No filme, a vida agropecuária do Brasil contemporâneo habita pequenas fazendas do interior do Mato Grosso do Sul. De fazenda em fazenda, o jovem nômade, o pequeno toque de ficção de Beto Brant, caminha em busca de um copo d’água para se refrescar do calor extremo.

 

A imagem clássica de um boiadeiro guiando o gado em seu cavalo imponente é substituída pela imagem do boiadeiro cercando seu gado montado em uma motocicleta. O antigo cavaleiro do folclore brasileiro em cima de seu cavalo motorizado moderno. 

 

Esse pequeno agropecuário, mesmo  munido de novas tecnologias, ainda lida com a era das máquinas enferrujadas e manuais, enquanto seu impasse com o antigo e o novo mundo provoca modificações severas na natureza. 

 

O olhar nessa realidade é calmo e atento, não fugindo aos maneirismos de um documentário de observação, com poucos cortes. Beto busca reter o máximo possível de um estilo de vida, dando o espaço para os relatos dos fazendeiros, se infiltrando nessa realidade através da personagem fictícia em busca de água. 

 

Revela-se, ao final do curta, que a água que o andarilho tanto procura não é suficiente, pois um incêndio o persegue, devorando a mata atrás de si. Beto nos deixa um aviso: o ser humano deve solucionar o seu conflito com a tecnologia, senão marcará a natureza inteira com a marca de ferro quente que costumava usar em seu gado. 


“Por Uns Minutos a Mais” se destaca no festival Kinoforum não apenas por permitir que filmes ligeiramente mais longos sejam prestigiados, mas também por demonstrar ao público que a pulsão de se relatar a realidade, da forma mais diversa e versátil possível, não pode ser comprimida em uma proporção exata de 25 minutos. Ela deve ser libertadora em todas as suas formas e capacidades.

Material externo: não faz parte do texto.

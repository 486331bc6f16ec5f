use serde_json::Value;
use std::ffi::OsString;
use std::fs;
use std::path::PathBuf;
use std::process::{Command, Output};
use tempfile::TempDir;

struct CliTestEnv {
    _temp_dir: TempDir,
    base: PathBuf,
    home: PathBuf,
    xdg_config: PathBuf,
    xdg_state: PathBuf,
}

impl CliTestEnv {
    fn new() -> Self {
        let temp_dir = TempDir::new().expect("failed to create temp dir");
        let base = temp_dir.path().to_path_buf();
        let home = base.join("home");
        let xdg_config = base.join("xdg-config");
        let xdg_state = base.join("xdg-state");

        fs::create_dir_all(&home).expect("failed to create HOME");
        fs::create_dir_all(&xdg_config).expect("failed to create XDG_CONFIG_HOME");
        fs::create_dir_all(&xdg_state).expect("failed to create XDG_STATE_HOME");

        Self {
            _temp_dir: temp_dir,
            base,
            home,
            xdg_config,
            xdg_state,
        }
    }

    fn write(&self, name: &str, content: &str) -> String {
        let path = self.base.join(name);
        fs::write(&path, content).unwrap_or_else(|e| panic!("failed to write {name}: {e}"));
        path.to_string_lossy().into_owned()
    }

    fn log_dir(&self) -> PathBuf {
        self.xdg_state.join("kitrelay")
    }
}

const KITS: &str = r#"[
  {
    "id": 1,
    "settings": {"name": "analytics"},
    "projectionRules": [{
      "projectionId": 7,
      "matcher": {"eventName": "Play"},
      "output": {"shape": {"type": "custom", "eventName": "Song Played"}}
    }]
  },
  {"id": 2, "settings": {"capabilities": "screen"}}
]"#;

const EVENTS: &str = r#"{"kind":"event","name":"Play","event_type":"media","attributes":{"song":"Blue"}}
{"kind":"screen","name":"Home"}
{"kind":"commerce","product_action":"purchase","products":[{"name":"Shoe","sku":"s1","price":10.0}]}

{"kind":"configure","kits":[{"id":1}]}
{"kind":"screen","name":"Home"}
"#;

fn run_bin(env: &CliTestEnv, args: &[&str]) -> Output {
    let bin_path = PathBuf::from(assert_cmd::cargo::cargo_bin!("kitrelay"));

    Command::new(bin_path)
        .args(args)
        .env("HOME", &env.home)
        .env("XDG_CONFIG_HOME", &env.xdg_config)
        .env("XDG_STATE_HOME", &env.xdg_state)
        .env_remove("RUST_LOG")
        .output()
        .unwrap_or_else(|e| panic!("failed to execute kitrelay: {e}"))
}

fn assert_success(args: &[&str], output: &Output) {
    if output.status.success() {
        return;
    }

    let rendered_args = args
        .iter()
        .map(|arg| OsString::from(arg).to_string_lossy().into_owned())
        .collect::<Vec<_>>()
        .join(" ");
    let stdout = String::from_utf8_lossy(&output.stdout);
    let stderr = String::from_utf8_lossy(&output.stderr);
    panic!(
        "kitrelay {rendered_args} failed\nstatus: {}\nstdout:\n{}\nstderr:\n{}",
        output.status, stdout, stderr
    );
}

fn json_lines(output: &Output) -> Vec<Value> {
    String::from_utf8_lossy(&output.stdout)
        .lines()
        .map(|line| serde_json::from_str(line).unwrap_or_else(|e| panic!("bad line {line}: {e}")))
        .collect()
}

#[test]
fn replay_prints_reporting_stream_as_json_lines() {
    let env = CliTestEnv::new();
    let kits = env.write("kits.json", KITS);
    let events = env.write("events.jsonl", EVENTS);
    let args = ["replay", "--kits", kits.as_str(), "--events", events.as_str()];

    let output = run_bin(&env, &args);
    assert_success(&args, &output);

    let messages = json_lines(&output);
    let summary: Vec<(i64, &str)> = messages
        .iter()
        .map(|m| {
            (
                m["destination_id"].as_i64().unwrap(),
                m["message_type"].as_str().unwrap(),
            )
        })
        .collect();
    assert_eq!(
        summary,
        vec![
            (1, "event"),
            (1, "screen_view"),
            (2, "screen_view"),
            (1, "commerce_event"),
            (1, "screen_view"),
        ]
    );

    let reports = messages[0]["projection_reports"].as_array().unwrap();
    assert_eq!(reports.len(), 1);
    assert_eq!(reports[0]["projection_id"], 7);
    assert_eq!(reports[0]["derived_event_name"], "Song Played");
    assert_eq!(messages[3]["event_name"], "eCommerce - purchase");

    assert!(
        env.log_dir().exists(),
        "log directory should exist at {}",
        env.log_dir().display()
    );
}

#[test]
fn replay_text_format_prints_summary() {
    let env = CliTestEnv::new();
    let kits = env.write("kits.json", KITS);
    let events = env.write("events.jsonl", EVENTS);
    let args = ["replay", "--kits", kits.as_str(), "--events", events.as_str(), "--format", "text"];

    let output = run_bin(&env, &args);
    assert_success(&args, &output);

    let stdout = String::from_utf8_lossy(&output.stdout);
    assert!(stdout.contains("Kits: 2 created, 2 active, 0 failed"), "got:\n{stdout}");
    assert!(stdout.contains("#7 Song Played"), "got:\n{stdout}");
    assert!(
        stdout.contains("Replay complete: 5 reporting message(s)"),
        "got:\n{stdout}"
    );
}

#[test]
fn replay_honors_config_file() {
    let env = CliTestEnv::new();
    let config_dir = env.xdg_config.join("kitrelay");
    fs::create_dir_all(&config_dir).expect("failed to create config dir");
    fs::write(
        config_dir.join("config.toml"),
        "[engine]\nsupported_kits = [2]\n",
    )
    .expect("failed to write config");

    let kits = env.write("kits.json", KITS);
    let events = env.write("events.jsonl", "{\"kind\":\"screen\",\"name\":\"Home\"}\n");
    let args = ["replay", "--kits", kits.as_str(), "--events", events.as_str()];

    let output = run_bin(&env, &args);
    assert_success(&args, &output);

    let messages = json_lines(&output);
    assert_eq!(messages.len(), 1);
    assert_eq!(messages[0]["destination_id"], 2);
}

#[test]
fn replay_rejects_invalid_event_line() {
    let env = CliTestEnv::new();
    let kits = env.write("kits.json", KITS);
    let events = env.write("events.jsonl", "{\"kind\":\"teleport\"}\n");

    let output = run_bin(&env, &["replay", "--kits", kits.as_str(), "--events", events.as_str()]);

    assert!(!output.status.success());
    let stderr = String::from_utf8_lossy(&output.stderr);
    assert!(stderr.contains("invalid event on line 1"), "got:\n{stderr}");
}

#[test]
fn check_config_reports_valid_snapshot() {
    let env = CliTestEnv::new();
    let kits = env.write("kits.json", KITS);
    let args = ["check-config", "--kits", kits.as_str()];

    let output = run_bin(&env, &args);
    assert_success(&args, &output);

    let stdout = String::from_utf8_lossy(&output.stdout);
    assert!(stdout.contains("kit 1: ok (enabled, 1 projection rule(s))"));
    assert!(stdout.contains("All 2 kit configuration block(s) valid"));
}

#[test]
fn check_config_fails_on_malformed_block() {
    let env = CliTestEnv::new();
    let kits = env.write(
        "kits.json",
        r#"[{"id": 1}, {"id": 2, "eventFilters": "nope"}, {"name": "no id"}]"#,
    );

    let output = run_bin(&env, &["check-config", "--kits", kits.as_str()]);

    assert!(!output.status.success());
    let stdout = String::from_utf8_lossy(&output.stdout);
    let stderr = String::from_utf8_lossy(&output.stderr);
    assert!(stdout.contains("kit 1: ok"), "got:\n{stdout}");
    assert!(stdout.contains("block 1:"), "got:\n{stdout}");
    assert!(stdout.contains("block 2:"), "got:\n{stdout}");
    assert!(stderr.contains("2 of 3 kit configuration block(s) invalid"), "got:\n{stderr}");
}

Nunca há alguns minutos a mais que não possam ser adicionados a uma boa cantiga.

 

 

Biografia

Fabrício Laghetto é estudante de Cinema na FAAP, onde realizou um curta-metragem como diretor e roteirista, dois curtas como fotógrafo e quatro curtas como montador. Trabalhou como assistente de pós-produção na Clube Filmes e atualmente procura aprofundar cada vez mais seu conhecimento sobre cinema.

 

 

A cobertura do 34ª Festival Internacional de Curtas de São Paulo - Curta Kinoforum faz parte do programa Jovens Críticos que busca desenvolver e dar espaço para novos talentos do pensamento cinematográfico brasileiro.

Agradecemos à Atti Comunicação e Ideias e a toda a equipe da Associação Cultural Kinoforum por todo o apoio na cobertura do evento. 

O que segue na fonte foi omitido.